ASSIGNMENT :: Beginning with the first line of the data below, reproduce every line unchanged, ending with the line that holds "use crate::state::AppState;".

Segment Open

//! Account routes, mounted at `/api/user`.

use axum::{
    Json,
    extract::{Query, State},
    http::StatusCode,
    response::Redirect,
};
use serde::{Deserialize, Serialize};

use marketplace_core::{AccountId, Email};

use super::extract::{Checks, Validate, ValidJson};
use super::{Message, parse_id};
use crate::error::Result;
use crate::middleware::AccountSession;
use crate::models::AccountProfile;
use crate::services::FieldError;
use crate::services::accounts::Registration;
use crate::state::AppState;

const MIN_PASSWORD_LEN: usize = 6;

#[derive(Debug, Serialize)]
pub struct TokenResponse {
    pub token: String,
}

// =============================================================================
// Request Bodies
// =============================================================================

#[derive(Debug, Default, Deserialize)]
#[serde(default)]
pub struct RegisterRequest {
    pub name: String,
    pub email: String,
    pub password: String,
}

impl Validate for RegisterRequest {
    type Valid = Registration;

    fn validate(self) -> std::result::Result<Registration, Vec<FieldError>> {
        let mut checks = Checks::new();
        let name = checks.required("name", &self.name);
        let email = checks.email("email", &self.email);
        let password = checks.password("password", &self.password, MIN_PASSWORD_LEN);
        checks.finish(|| {
            Some(Registration {
                name,
                email: email?,
                password,
            })
        })
    }
}

#[derive(Debug, Default, Deserialize)]
#[serde(default)]
pub struct LoginRequest {
    pub email: String,
    pub password: String,
}

/// Checked login credentials.
#[derive(Debug)]
pub struct Credentials {
    pub email: Email,
    pub password: String,
}

impl Validate for LoginRequest {
    type Valid = Credentials;

    fn validate(self) -> std::result::Result<Credentials, Vec<FieldError>> {
        let mut checks = Checks::new();
        let email = checks.email("email", &self.email);
        if self.password.is_empty() {
            checks.fail("password", "is required");
        }
        checks.finish(|| {
            Some(Credentials {
                email: email?,
                password: self.password,
            })
        })
    }
}

#[derive(Debug, Default, Deserialize)]
#[serde(default)]
pub struct UpdateProfileRequest {
    pub name: String,
}

impl Validate for UpdateProfileRequest {
    type Valid = String;

    fn validate(self) -> std::result::Result<String, Vec<FieldError>> {
        let mut checks = Checks::new();
        let name = checks.required("name", &self.name);
        checks.finish(|| Some(name))
    }
}

#[derive(Debug, Default, Deserialize)]
#[serde(default, rename_all = "camelCase")]
pub struct UpdatePasswordRequest {
    pub old_password: String,
    pub new_password: String,
}

impl Validate for UpdatePasswordRequest {
    type Valid = Self;

    fn validate(self) -> std::result::Result<Self, Vec<FieldError>> {
        let mut checks = Checks::new();
        if self.old_password.is_empty() {
            checks.fail("oldPassword", "is required");
        }
        checks.password("newPassword", &self.new_password, MIN_PASSWORD_LEN);
        checks.finish(|| Some(self))
    }
}

#[derive(Debug, Default, Deserialize)]
#[serde(default)]
pub struct ForgotPasswordRequest {
    pub email: String,
}

impl Validate for ForgotPasswordRequest {
    type Valid = Email;

    fn validate(self) -> std::result::Result<Email, Vec<FieldError>> {
        let mut checks = Checks::new();
        let email = checks.email("email", &self.email);
        checks.finish(|| email)
    }
}

#[derive(Debug, Default, Deserialize)]
#[serde(default, rename_all = "camelCase")]
pub struct ResetPasswordRequest {
    pub code: String,
    pub uid: String,
    pub new_password: String,
}

impl Validate for ResetPasswordRequest {
    type Valid = Self;

    fn validate(self) -> std::result::Result<Self, Vec<FieldError>> {
        let mut checks = Checks::new();
        checks.required("code", &self.code);
        checks.required("uid", &self.uid);
        checks.password("newPassword", &self.new_password, MIN_PASSWORD_LEN);
        checks.finish(|| Some(self))
    }
}

#[derive(Debug, Deserialize)]
pub struct VerifyOtpQuery {
    #[serde(default)]
    pub code: String,
    #[serde(default)]
    pub uid: String,
}

// =============================================================================
// Handlers
// =============================================================================

/// POST /api/user/register
pub async fn register(
    State(state): State<AppState>,
    ValidJson(registration): ValidJson<RegisterRequest>,
) -> Result<(StatusCode, Json<TokenResponse>)> {
    let token = state.accounts().register(registration).await?;
    Ok((StatusCode::CREATED, Json(TokenResponse { token })))
}

/// POST /api/user/login
pub async fn login(
    State(state): State<AppState>,
    ValidJson(credentials): ValidJson<LoginRequest>,
) -> Result<Json<TokenResponse>> {
    let token = state
        .accounts()
        .login(&credentials.email, &credentials.password)
        .await?;
    Ok(Json(TokenResponse { token }))
}

/// GET /api/user/send-otp
pub async fn send_otp(
    State(state): State<AppState>,
    AccountSession(account_id): AccountSession,
) -> Result<Json<Message>> {
    state.accounts().send_verification_code(account_id).await?;
    Ok(Json(Message::new("Verification code sent")))
}

/// GET /api/user/verify-otp?code=...&uid=...
///
/// Reached from the emailed link, so success redirects to the profile page.
pub async fn verify_otp(
    State(state): State<AppState>,
    Query(query): Query<VerifyOtpQuery>,
) -> Result<Redirect> {
    let account_id: AccountId = parse_id(&query.uid, "account")?;
    state.accounts().verify_code(account_id, &query.code).await?;
    Ok(Redirect::to(&format!("{}/profile", state.config().public_url)))
}

/// GET /api/user/profile
pub async fn profile(
    State(state): State<AppState>,
    AccountSession(account_id): AccountSession,
) -> Result<Json<AccountProfile>> {
    Ok(Json(state.accounts().profile(account_id).await?))
}

/// PATCH /api/user/update-profile
pub async fn update_profile(
    State(state): State<AppState>,
    AccountSession(account_id): AccountSession,
    ValidJson(name): ValidJson<UpdateProfileRequest>,
) -> Result<Json<AccountProfile>> {
    Ok(Json(state.accounts().update_profile(account_id, name).await?))
}

/// PATCH /api/user/update-password
pub async fn update_password(
    State(state): State<AppState>,
    AccountSession(account_id): AccountSession,
    ValidJson(body): ValidJson<UpdatePasswordRequest>,
) -> Result<Json<Message>> {
    state
        .accounts()
        .update_password(account_id, &body.old_password, &body.new_password)
        .await?;
    Ok(Json(Message::new("Password updated")))
}

/// POST /api/user/forgot-password
pub async fn forgot_password(
    State(state): State<AppState>,
    ValidJson(email): ValidJson<ForgotPasswordRequest>,
) -> Result<Json<Message>> {
    state.accounts().forgot_password(&email).await?;
    Ok(Json(Message::new("Password reset code sent")))
}

/// POST /api/user/reset-password
pub async fn reset_password(
    State(state): State<AppState>,
    ValidJson(body): ValidJson<ResetPasswordRequest>,
) -> Result<Json<Message>> {
    let account_id: AccountId = parse_id(&body.uid, "account")?;
    state
        .accounts()
        .reset_password(account_id, &body.code, &body.new_password)
        .await?;
    Ok(Json(Message::new("Password reset")))
}

/// DELETE /api/user/delete-account
pub async fn delete_account(
    State(state): State<AppState>,
    AccountSession(account_id): AccountSession,
) -> Result<Json<Message>> {
    state.accounts().delete_account(account_id).await?;
    Ok(Json(Message::new("Account deleted")))
}
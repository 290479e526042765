//! Request extraction: validated JSON bodies and multipart uploads.

use std::collections::HashMap;
use std::str::FromStr;

use axum::{
    Json,
    extract::{FromRequest, Multipart, Request, multipart::MultipartError},
};
use serde::de::DeserializeOwned;

use marketplace_core::{Email, UploadFolder};

use crate::error::AppError;
use crate::services::uploads::UploadStore;
use crate::services::{FieldError, ServiceError};

/// Maximum size of one uploaded file.
pub const MAX_FILE_BYTES: usize = 10 * 1024 * 1024;

/// Body limit for multipart routes: five files plus form fields.
pub const MULTIPART_BODY_LIMIT: usize = 5 * MAX_FILE_BYTES + 64 * 1024;

// =============================================================================
// Validated JSON
// =============================================================================

/// A request body that checks its own fields.
pub trait Validate: Sized {
    /// The checked, typed input handed to a service.
    type Valid;

    /// Check every field, reporting all problems at once.
    ///
    /// # Errors
    ///
    /// Returns one `FieldError` per invalid field.
    fn validate(self) -> Result<Self::Valid, Vec<FieldError>>;
}

/// JSON extractor that deserializes `T` and validates it.
///
/// Malformed JSON is a `BadRequest`; invalid fields are a validation error
/// listing every field.
pub struct ValidJson<T: Validate>(pub T::Valid);

impl<T, S> FromRequest<S> for ValidJson<T>
where
    T: DeserializeOwned + Validate,
    S: Send + Sync,
{
    type Rejection = AppError;

    async fn from_request(req: Request, state: &S) -> Result<Self, Self::Rejection> {
        let Json(body) = Json::<T>::from_request(req, state)
            .await
            .map_err(|rejection| AppError::BadRequest(rejection.body_text()))?;

        body.validate()
            .map(ValidJson)
            .map_err(|errors| ServiceError::Validation(errors).into())
    }
}

/// Collects field errors while checking a request.
#[derive(Debug, Default)]
pub struct Checks {
    errors: Vec<FieldError>,
}

impl Checks {
    #[must_use]
    pub fn new() -> Self {
        Self::default()
    }

    pub fn fail(&mut self, field: &str, message: &str) {
        self.errors.push(FieldError::new(field, message));
    }

    /// A non-blank string, returned trimmed.
    pub fn required(&mut self, field: &str, value: &str) -> String {
        let trimmed = value.trim();
        if trimmed.is_empty() {
            self.fail(field, "is required");
        }
        trimmed.to_string()
    }

    /// A password of at least `min` characters. Not trimmed.
    pub fn password(&mut self, field: &str, value: &str, min: usize) -> String {
        if value.chars().count() < min {
            self.fail(field, &format!("must be at least {min} characters"));
        }
        value.to_string()
    }

    pub fn email(&mut self, field: &str, value: &str) -> Option<Email> {
        match Email::parse(value) {
            Ok(email) => Some(email),
            Err(_) => {
                self.fail(field, "must be a valid email address");
                None
            }
        }
    }

    /// Parse a required value, recording `message` on failure.
    pub fn parse<T: FromStr>(&mut self, field: &str, value: Option<&str>, message: &str) -> Option<T> {
        let Some(raw) = value.map(str::trim).filter(|raw| !raw.is_empty()) else {
            self.fail(field, "is required");
            return None;
        };
        raw.parse().map_or_else(
            |_| {
                self.fail(field, message);
                None
            },
            Some,
        )
    }

    /// Finish checking, producing the valid value if nothing failed.
    ///
    /// `build` is only called when every check passed.
    ///
    /// # Errors
    ///
    /// Returns the collected field errors.
    pub fn finish<T>(self, build: impl FnOnce() -> Option<T>) -> Result<T, Vec<FieldError>> {
        if !self.errors.is_empty() {
            return Err(self.errors);
        }
        build().ok_or_else(|| vec![FieldError::new("body", "is invalid")])
    }

    /// The collected errors, if any.
    ///
    /// # Errors
    ///
    /// Returns a validation error listing every failed field.
    pub fn into_result(self) -> Result<(), ServiceError> {
        if self.errors.is_empty() {
            Ok(())
        } else {
            Err(ServiceError::Validation(self.errors))
        }
    }
}

// =============================================================================
// Multipart Uploads
// =============================================================================

/// Files and text fields received from a multipart body.
#[derive(Debug, Default)]
pub struct Received {
    /// Stored paths of the written files, in upload order.
    pub files: Vec<String>,
    pub fields: HashMap<String, String>,
}

impl Received {
    #[must_use]
    pub fn field(&self, name: &str) -> Option<&str> {
        self.fields.get(name).map(String::as_str)
    }
}

/// Limits for one kind of upload.
#[derive(Debug, Clone, Copy)]
pub struct UploadRules {
    pub field: &'static str,
    pub folder: UploadFolder,
    pub max_files: usize,
}

/// Variation images: field `image`, up to five files.
pub const PRODUCT_IMAGES: UploadRules = UploadRules {
    field: "image",
    folder: UploadFolder::ProductImage,
    max_files: 5,
};

/// Vendor logo: field `logo`, one file.
pub const VENDOR_LOGO: UploadRules = UploadRules {
    field: "logo",
    folder: UploadFolder::VendorLogo,
    max_files: 1,
};

/// Read a multipart body, writing files of the expected field to the store.
///
/// Files of other fields are ignored. On any failure every file written so
/// far is deleted before the error is returned.
///
/// # Errors
///
/// Returns `BadRequest` for a malformed body, a validation error for too
/// many or oversized files, and `ServiceError::Processing` if a file cannot
/// be written.
pub async fn receive(
    multipart: Multipart,
    uploads: &UploadStore,
    rules: UploadRules,
) -> Result<Received, AppError> {
    let mut received = Received::default();
    match read_parts(multipart, uploads, rules, &mut received).await {
        Ok(()) => Ok(received),
        Err(err) => {
            uploads
                .remove_all(received.files.iter().map(String::as_str))
                .await;
            Err(err)
        }
    }
}

async fn read_parts(
    mut multipart: Multipart,
    uploads: &UploadStore,
    rules: UploadRules,
    received: &mut Received,
) -> Result<(), AppError> {
    while let Some(field) = multipart.next_field().await.map_err(malformed)? {
        let Some(name) = field.name().map(str::to_string) else {
            continue;
        };

        if name == rules.field {
            if received.files.len() >= rules.max_files {
                return Err(ServiceError::invalid(
                    rules.field,
                    &format!("at most {} file(s) allowed", rules.max_files),
                )
                .into());
            }

            let original = field.file_name().map(str::to_string);
            let bytes = field.bytes().await.map_err(malformed)?;
            if bytes.len() > MAX_FILE_BYTES {
                return Err(ServiceError::invalid(rules.field, "file exceeds 10 MiB").into());
            }

            let stored = uploads
                .write(rules.folder, original.as_deref(), &bytes)
                .await
                .map_err(|e| {
                    tracing::error!(error = %e, "Failed to store uploaded file");
                    ServiceError::Processing(e.to_string())
                })?;
            received.files.push(stored);
        } else if field.file_name().is_none() {
            let value = field.text().await.map_err(malformed)?;
            received.fields.insert(name, value);
        }
    }
    Ok(())
}

fn malformed(err: MultipartError) -> AppError {
    AppError::BadRequest(err.body_text())
}

#[cfg(test)]
#[allow(clippy::unwrap_used)]
mod tests {
    use rust_decimal::Decimal;

    use super::*;

    #[test]
    fn test_checks_collect_every_error() {
        let mut checks = Checks::new();
        checks.required("name", "  ");
        checks.email("email", "not-an-email");
        checks.password("password", "12345", 6);

        let Err(ServiceError::Validation(errors)) = checks.into_result() else {
            panic!("expected validation errors");
        };
        let fields: Vec<&str> = errors.iter().map(|e| e.field.as_str()).collect();
        assert_eq!(fields, vec!["name", "email", "password"]);
    }

    #[test]
    fn test_required_trims() {
        let mut checks = Checks::new();
        assert_eq!(checks.required("name", "  Acme "), "Acme");
        assert!(checks.into_result().is_ok());
    }

    #[test]
    fn test_parse_reports_missing_and_invalid() {
        let mut checks = Checks::new();
        let price: Option<Decimal> = checks.parse("price", Some("19.99"), "must be a number");
        assert_eq!(price, Some(Decimal::new(1999, 2)));

        let missing: Option<u32> = checks.parse("stock", None, "must be a whole number");
        let invalid: Option<u32> = checks.parse("stock", Some("-1"), "must be a whole number");
        assert!(missing.is_none() && invalid.is_none());

        let Err(errors) = checks.finish(|| Some(())) else {
            panic!("expected errors");
        };
        assert_eq!(errors[0].message, "is required");
        assert_eq!(errors[1].message, "must be a whole number");
    }
}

Segment Closed

TASK RESULT ::
//! Account routes, mounted at `/api/user`.

use axum::{
    Json,
    extract::{Query, State},
    http::StatusCode,
    response::Redirect,
};
use serde::{Deserialize, Serialize};

use marketplace_core::{AccountId, Email};

use super::extract::{Checks, Validate, ValidJson};
use super::{Message, parse_id};
use crate::error::Result;
use crate::middleware::AccountSession;
use crate::models::AccountProfile;
use crate::services::FieldError;
use crate::services::accounts::Registration;
use crate::state::AppState;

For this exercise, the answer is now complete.